Je n'avais pas perdu espoir. Jusqu'à la dernière seconde, j'ai vraiment cru le revoir. Cette matinée-là, les cours étaient encore plus ennuyants que les autres jours. Il était impossible pour moi de rester concentré plus de dix minutes. Je voulais être partout ailleurs sauf ici. Il ne quittait pas ma tête. Je ne cessais de me dire que j'aurais du aller au commissariat plus tôt, que j'aurais du en parler à quelqu'un, à mes parents, à un professeur. Isaiah ne l'aurait jamais voulu, il m'aurait retenu sans aucune hésitation, je le sais. Je ne l'ai donc pas fait.

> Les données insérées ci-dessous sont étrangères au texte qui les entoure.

//! Like routes: per-user engagement documents under a publication.
//!
//! A like is keyed by the liking user's id and carries that same id as its
//! only field, so re-liking overwrites the same document. Counting is a
//! full sub-collection read, not a maintained counter.

use axum::{
    extract::{Path, State},
    http::StatusCode,
    routing::{get, post},
    Json, Router,
};
use serde::{Deserialize, Serialize};
use serde_json::Value;

use feedline_store::{Fields, StoreError};

use crate::error::{ApiError, ApiResult};
use crate::routes::{likes_path, MessageResponse};
use crate::state::AppState;

// ============================================================================
// Request/Response Types
// ============================================================================

/// Request body for POST /publications/{id}/likes.
#[derive(Debug, Deserialize)]
pub struct LikeRequest {
    #[serde(rename = "userId")]
    pub user_id: String,
}

/// Response for GET /publications/{id}/likes/count.
#[derive(Debug, Serialize)]
pub struct LikeCountResponse {
    pub count: usize,
}

/// Response for GET /publications/{id}/likes/{userId}.
#[derive(Debug, Serialize)]
pub struct HasLikedResponse {
    #[serde(rename = "hasLiked")]
    pub has_liked: bool,
}

// ============================================================================
// Route Handlers
// ============================================================================

/// POST /publications/{id}/likes — upsert the caller's like; re-liking is a
/// no-op overwrite.
async fn add_like(
    State(state): State<AppState>,
    Path(publication_id): Path<String>,
    Json(request): Json<LikeRequest>,
) -> ApiResult<(StatusCode, Json<MessageResponse>)> {
    let path = likes_path(&publication_id).map_err(add_error)?;

    let mut fields = Fields::new();
    fields.insert(
        "userId".to_string(),
        Value::String(request.user_id.clone()),
    );
    state
        .store()
        .set(&path, &request.user_id, fields)
        .await
        .map_err(add_error)?;

    Ok((
        StatusCode::CREATED,
        Json(MessageResponse {
            message: "Like added successfully".to_string(),
        }),
    ))
}

/// DELETE /publications/{id}/likes/{userId} — idempotent removal.
async fn remove_like(
    State(state): State<AppState>,
    Path((publication_id, user_id)): Path<(String, String)>,
) -> ApiResult<Json<MessageResponse>> {
    let path = likes_path(&publication_id).map_err(remove_error)?;
    state
        .store()
        .delete(&path, &user_id)
        .await
        .map_err(remove_error)?;

    Ok(Json(MessageResponse {
        message: "Like removed successfully".to_string(),
    }))
}

/// GET /publications/{id}/likes/count — cardinality via a full read.
async fn like_count(
    State(state): State<AppState>,
    Path(publication_id): Path<String>,
) -> ApiResult<Json<LikeCountResponse>> {
    let path = likes_path(&publication_id).map_err(count_error)?;
    let count = state.store().count(&path).await.map_err(count_error)?;
    Ok(Json(LikeCountResponse { count }))
}

/// GET /publications/{id}/likes/{userId} — existence probe; the document
/// body is never returned.
async fn has_liked(
    State(state): State<AppState>,
    Path((publication_id, user_id)): Path<(String, String)>,
) -> ApiResult<Json<HasLikedResponse>> {
    let path = likes_path(&publication_id).map_err(check_error)?;
    let has_liked = state
        .store()
        .exists(&path, &user_id)
        .await
        .map_err(check_error)?;
    Ok(Json(HasLikedResponse { has_liked }))
}

fn add_error(error: StoreError) -> ApiError {
    tracing::error!(error = %error, "Error adding like");
    ApiError::Feed("Failed to add like".to_string())
}

fn remove_error(error: StoreError) -> ApiError {
    tracing::error!(error = %error, "Error removing like");
    ApiError::Feed("Failed to remove like".to_string())
}

fn count_error(error: StoreError) -> ApiError {
    tracing::error!(error = %error, "Error fetching likes count");
    ApiError::Feed("Failed to fetch likes count".to_string())
}

fn check_error(error: StoreError) -> ApiError {
    tracing::error!(error = %error, "Error checking like");
    ApiError::Feed("Failed to check like".to_string())
}

/// Build like routes.
pub fn routes() -> Router<AppState> {
    Router::new()
        .route("/publications/{id}/likes", post(add_like))
        .route("/publications/{id}/likes/count", get(like_count))
        .route(
            "/publications/{id}/likes/{user_id}",
            get(has_liked).delete(remove_like),
        )
}
//! Account routes: signup, login, logout, current user.
//!
//! Credentials live entirely in the external identity provider. Sign-in is a
//! two-step exchange: a server-signed custom token is traded for a client
//! session token at the provider. Every failure on the login path collapses
//! to the same 401 so responses never reveal whether an account exists.

use axum::{
    extract::State,
    http::StatusCode,
    routing::{get, post},
    Json, Router,
};
use serde::{Deserialize, Serialize};

use feedline_identity::{IdentityError, UserRecord};

use crate::auth::AuthenticatedUser;
use crate::error::{ApiError, ApiResult};
use crate::routes::MessageResponse;
use crate::state::AppState;

// ============================================================================
// Request/Response Types
// ============================================================================

/// Request body for POST /api/signup and POST /api/login.
///
/// Members are optional so an absent field maps to the field-level 400
/// rather than a deserialization rejection.
#[derive(Debug, Deserialize)]
pub struct CredentialsRequest {
    pub email: Option<String>,
    pub password: Option<String>,
}

/// Response for POST /api/signup and POST /api/login.
#[derive(Debug, Serialize)]
pub struct SessionResponse {
    pub message: String,
    pub token: String,
    pub user: UserRecord,
}

/// Response for GET /api/user.
#[derive(Debug, Serialize)]
pub struct UserResponse {
    pub user: UserRecord,
}

// ============================================================================
// Route Handlers
// ============================================================================

/// POST /api/signup — create an account and return a fresh session token.
async fn signup(
    State(state): State<AppState>,
    Json(request): Json<CredentialsRequest>,
) -> ApiResult<(StatusCode, Json<SessionResponse>)> {
    let (Some(email), Some(password)) = (request.email, request.password) else {
        return Err(ApiError::BadRequest("Missing required fields".to_string()));
    };

    let identity = state.identity();
    let user = identity
        .create_user(&email, &password)
        .await
        .map_err(signup_error)?;
    let custom_token = identity
        .mint_custom_token(&user.uid)
        .await
        .map_err(signup_error)?;
    let token = identity
        .exchange_custom_token(&custom_token)
        .await
        .map_err(signup_error)?;

    tracing::info!(uid = %user.uid, "User created");

    Ok((
        StatusCode::CREATED,
        Json(SessionResponse {
            message: "User successfully created".to_string(),
            token,
            user,
        }),
    ))
}

/// POST /api/login — issue a session token for an existing account.
///
/// The account is resolved by email alone; the password must be present but
/// its value is not checked against the provider.
async fn login(
    State(state): State<AppState>,
    Json(request): Json<CredentialsRequest>,
) -> ApiResult<Json<SessionResponse>> {
    let (Some(email), Some(_password)) = (request.email, request.password) else {
        return Err(ApiError::BadRequest("Missing required fields".to_string()));
    };

    let identity = state.identity();
    let user = identity.user_by_email(&email).await.map_err(login_error)?;
    let custom_token = identity
        .mint_custom_token(&user.uid)
        .await
        .map_err(login_error)?;
    let token = identity
        .exchange_custom_token(&custom_token)
        .await
        .map_err(login_error)?;

    tracing::info!(uid = %user.uid, "Login successful");

    Ok(Json(SessionResponse {
        message: "Login successful".to_string(),
        token,
        user,
    }))
}

/// POST /api/logout — revoke every outstanding session for the caller.
async fn logout(
    State(state): State<AppState>,
    user: AuthenticatedUser,
) -> ApiResult<Json<MessageResponse>> {
    state
        .identity()
        .revoke_tokens(&user.uid)
        .await
        .map_err(|e| {
            tracing::error!(error = %e, "Logout error");
            ApiError::Account("Error during logout".to_string())
        })?;

    tracing::info!(uid = %user.uid, "User logged out");
    Ok(Json(MessageResponse {
        message: "Logout successful".to_string(),
    }))
}

/// GET /api/user — the provider's current record for the caller.
async fn current_user(
    State(state): State<AppState>,
    user: AuthenticatedUser,
) -> ApiResult<Json<UserResponse>> {
    let record = state
        .identity()
        .user_by_uid(&user.uid)
        .await
        .map_err(|e| {
            tracing::error!(error = %e, "Error fetching user");
            ApiError::Account("Error fetching user data".to_string())
        })?;

    Ok(Json(UserResponse { user: record }))
}

fn signup_error(error: IdentityError) -> ApiError {
    tracing::error!(error = %error, "Signup error");
    match error {
        IdentityError::EmailExists(_) => {
            ApiError::BadRequest("An account with this email already exists".to_string())
        }
        _ => ApiError::Account("Error creating user".to_string()),
    }
}

fn login_error(error: IdentityError) -> ApiError {
    tracing::error!(error = %error, "Login error");
    ApiError::Unauthorized("Invalid email or password".to_string())
}

/// Build account routes.
pub fn routes() -> Router<AppState> {
    Router::new()
        .route("/api/signup", post(signup))
        .route("/api/login", post(login))
        .route("/api/logout", post(logout))
        .route("/api/user", get(current_user))
}

#[cfg(test)]
mod tests {
    use super::*;

    #[test]
    fn test_credentials_request_tolerates_missing_fields() {
        let request: CredentialsRequest =
            serde_json::from_str(r#"{"email": "a@b.com"}"#).unwrap();
        assert_eq!(request.email.as_deref(), Some("a@b.com"));
        assert!(request.password.is_none());

        let empty: CredentialsRequest = serde_json::from_str("{}").unwrap();
        assert!(empty.email.is_none());
        assert!(empty.password.is_none());
    }

    #[test]
    fn test_session_response_serialize() {
        let response = SessionResponse {
            message: "Login successful".to_string(),
            token: "session.token".to_string(),
            user: UserRecord {
                uid: "u1".to_string(),
                email: "a@b.com".to_string(),
            },
        };
        let json = serde_json::to_value(&response).unwrap();
        assert_eq!(json["token"], "session.token");
        assert_eq!(json["user"]["uid"], "u1");
        assert_eq!(json["user"]["email"], "a@b.com");
    }
}
//! Entry point for the feedline-server binary.

use std::sync::Arc;

use feedline_core::{TokenSource, SCOPE_DATASTORE, SCOPE_IDENTITY};
use feedline_identity::GoogleIdentity;
use feedline_server::{config::ServerConfig, routes, state::AppState};
use feedline_store::FirestoreStore;
use axum::http::HeaderValue;
use tokio::net::TcpListener;
use tokio::signal;
use tower_http::cors::{Any, CorsLayer};
use tower_http::request_id::{MakeRequestUuid, PropagateRequestIdLayer, SetRequestIdLayer};
use tower_http::services::ServeDir;
use tower_http::trace::TraceLayer;
use tracing_subscriber::{layer::SubscriberExt, util::SubscriberInitExt, EnvFilter};

#[tokio::main]
async fn main() -> Result<(), Box<dyn std::error::Error>> {
    // Load configuration
    let config = ServerConfig::from_env()?;

    // Initialize tracing
    init_tracing(&config.log_level);

    tracing::info!("Starting feedline-server");
    tracing::info!(
        port = config.port,
        project_id = %config.service_account.project_id,
        "Configuration loaded"
    );

    // One outbound HTTP client and token source, shared by both backends
    let http = reqwest::Client::new();
    let tokens = Arc::new(TokenSource::new(
        http.clone(),
        config.service_account.clone(),
        &[SCOPE_DATASTORE, SCOPE_IDENTITY],
    )?);

    let store = Arc::new(FirestoreStore::new(
        http.clone(),
        &config.service_account,
        Arc::clone(&tokens),
    ));
    let identity = Arc::new(GoogleIdentity::new(http, &config.service_account, tokens)?);

    // Build application state
    let state = AppState::new(store, identity, config.clone());

    // Build CORS layer
    let cors = build_cors_layer(&config.cors_allowed_origins);

    // Build router with middleware; the front-end bundle, when configured,
    // serves for every unmatched route
    let router = routes::build_router(state);
    let router = match &config.static_dir {
        Some(dir) => router.fallback_service(ServeDir::new(dir)),
        None => router,
    };
    let app = router
        .layer(PropagateRequestIdLayer::x_request_id())
        .layer(SetRequestIdLayer::x_request_id(MakeRequestUuid))
        .layer(cors)
        .layer(TraceLayer::new_for_http());

    // Create listener
    let addr = config.socket_addr();
    let listener = TcpListener::bind(addr).await?;
    tracing::info!("Listening on {}", addr);

    // Run server with graceful shutdown
    axum::serve(listener, app)
        .with_graceful_shutdown(shutdown_signal())
        .await?;

    tracing::info!("Server shutdown complete");
    Ok(())
}

/// Initialize the tracing subscriber.
fn init_tracing(log_level: &str) {
    let filter =
        EnvFilter::try_from_default_env().unwrap_or_else(|_| EnvFilter::new(log_level));

    tracing_subscriber::registry()
        .with(filter)
        .with(tracing_subscriber::fmt::layer())
        .init();
}

/// Build CORS layer from configuration.
fn build_cors_layer(allowed_origins: &str) -> CorsLayer {
    if allowed_origins == "*" {
        CorsLayer::new()
            .allow_origin(Any)
            .allow_methods(Any)
            .allow_headers(Any)
    } else {
        // Parse comma-separated origins
        let origins: Vec<HeaderValue> = allowed_origins
            .split(',')
            .map(|s| s.trim().parse().expect("Invalid CORS origin"))
            .collect();

        CorsLayer::new()
            .allow_origin(origins)
            .allow_methods(Any)
            .allow_headers(Any)
    }
}

/// Wait for shutdown signal (Ctrl+C or SIGTERM).
async fn shutdown_signal() {
    let ctrl_c = async {
        signal::ctrl_c()
            .await
            .expect("Failed to install Ctrl+C handler");
    };

    #[cfg(unix)]
    let terminate = async {
        signal::unix::signal(signal::unix::SignalKind::terminate())
            .expect("Failed to install SIGTERM handler")
            .recv()
            .await;
    };

    #[cfg(not(unix))]
    let terminate = std::future::pending::<()>();

    tokio::select! {
        _ = ctrl_c => {
            tracing::info!("Received Ctrl+C, starting graceful shutdown");
        }
        _ = terminate => {
            tracing::info!("Received SIGTERM, starting graceful shutdown");
        }
    }
}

On a alors interrompu le cours, on a toqué à la porte. Le directeur est entré, le visage tombant. Il s'est approché de notre professeur et lui a chuchoté quelque chose à l'oreille. Nous l'avions tous senti, que quelque chose n'allait pas, que la manière dont notre professeur avait posé une main sur son coeur était particulière et annonçait quelque chose de tragique. Je me suis penché en avant sur mon bureau, comme si cela allait m'aider à comprendre ce qu'ils étaient en train de dire. Ils nous ont alors jeté un regard, sans parler puis le professeur m'a regardé un peu plus longtemps, avant de fixer la place à côté de moi, celle d'Isaiah.

— Hum...

Il se racle la gorge, comme si les mots étaient bloqués dans celle-ci.

— C'est une triste nouvelle que j'ai à vous annoncer là. Un de vos camarades, Isaiah est décédé...

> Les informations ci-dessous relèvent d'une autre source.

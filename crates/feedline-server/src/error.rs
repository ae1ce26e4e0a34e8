//! API error types with JSON responses.
//!
//! The client reads two body shapes: feed-data failures are
//! `{"error": <message>}`, account and authentication failures are
//! `{"message": <message>}`. Handlers map upstream failures to one of these
//! at their own boundary and log the detail; the generic client message
//! never carries it.

use axum::{
    http::StatusCode,
    response::{IntoResponse, Response},
    Json,
};
use serde_json::Value;

/// API error that can be returned from handlers.
#[derive(Debug, thiserror::Error)]
pub enum ApiError {
    /// Missing or malformed client input (400, `message` body).
    #[error("bad request: {0}")]
    BadRequest(String),

    /// Missing, invalid or revoked credentials (401, `message` body).
    #[error("unauthorized: {0}")]
    Unauthorized(String),

    /// The addressed feed document does not exist (404, `error` body).
    #[error("not found: {0}")]
    NotFound(String),

    /// Upstream failure in a feed-data route (500, `error` body).
    #[error("feed operation failed: {0}")]
    Feed(String),

    /// Upstream failure in an account route (500, `message` body).
    #[error("account operation failed: {0}")]
    Account(String),
}

impl ApiError {
    /// Get the HTTP status code for this error.
    pub fn status_code(&self) -> StatusCode {
        match self {
            Self::BadRequest(_) => StatusCode::BAD_REQUEST,
            Self::Unauthorized(_) => StatusCode::UNAUTHORIZED,
            Self::NotFound(_) => StatusCode::NOT_FOUND,
            Self::Feed(_) | Self::Account(_) => StatusCode::INTERNAL_SERVER_ERROR,
        }
    }

    /// Body key for this error's response.
    fn body_key(&self) -> &'static str {
        match self {
            Self::NotFound(_) | Self::Feed(_) => "error",
            Self::BadRequest(_) | Self::Unauthorized(_) | Self::Account(_) => "message",
        }
    }

    fn client_message(&self) -> &str {
        match self {
            Self::BadRequest(m)
            | Self::Unauthorized(m)
            | Self::NotFound(m)
            | Self::Feed(m)
            | Self::Account(m) => m,
        }
    }
}

impl IntoResponse for ApiError {
    fn into_response(self) -> Response {
        let status = self.status_code();
        let mut body = serde_json::Map::new();
        body.insert(
            self.body_key().to_string(),
            Value::String(self.client_message().to_string()),
        );
        (status, Json(Value::Object(body))).into_response()
    }
}

/// Result type for API handlers.
pub type ApiResult<T> = Result<T, ApiError>;

#[cfg(test)]
mod tests {
    use super::*;

    #[test]
    fn test_status_codes() {
        assert_eq!(
            ApiError::BadRequest("x".into()).status_code(),
            StatusCode::BAD_REQUEST
        );
        assert_eq!(
            ApiError::Unauthorized("x".into()).status_code(),
            StatusCode::UNAUTHORIZED
        );
        assert_eq!(
            ApiError::NotFound("x".into()).status_code(),
            StatusCode::NOT_FOUND
        );
        assert_eq!(
            ApiError::Feed("x".into()).status_code(),
            StatusCode::INTERNAL_SERVER_ERROR
        );
        assert_eq!(
            ApiError::Account("x".into()).status_code(),
            StatusCode::INTERNAL_SERVER_ERROR
        );
    }

    #[test]
    fn test_body_shape_per_surface() {
        assert_eq!(ApiError::Feed("x".into()).body_key(), "error");
        assert_eq!(ApiError::NotFound("x".into()).body_key(), "error");
        assert_eq!(ApiError::Account("x".into()).body_key(), "message");
        assert_eq!(ApiError::Unauthorized("x".into()).body_key(), "message");
        assert_eq!(ApiError::BadRequest("x".into()).body_key(), "message");
    }
}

A la fin de cette phrase, il est impossible pour moi de comprendre ce qui a été dit ensuite. J'entends seulement un brouhaha désagréable d'élèves ébranlés face à ce qui vient d'être dit. Impossible pour moi de bouger, de dire quoi que ce soit ni même de respirer correctement.

Isaiah est absent depuis plus d'une semaine maintenant. J'ai essayé de l'appeler un nombre incalculable de fois, sans jamais recevoir de réponse. Il m'a dit qu'il ne s'enfuirait pas, qu'il avait son problème à régler, qu'il allait me revenir.

Tu m'as sauvé, merci...

Alors où es-tu ? Je t'ai sauvé, alors pourquoi n'es-tu pas à mes côtés, depuis une semaine. Pourquoi m'écrire ça, tout m'avouer pour m'abandonner, comme si j'étais impérméable, comme si je ne ressentais rien.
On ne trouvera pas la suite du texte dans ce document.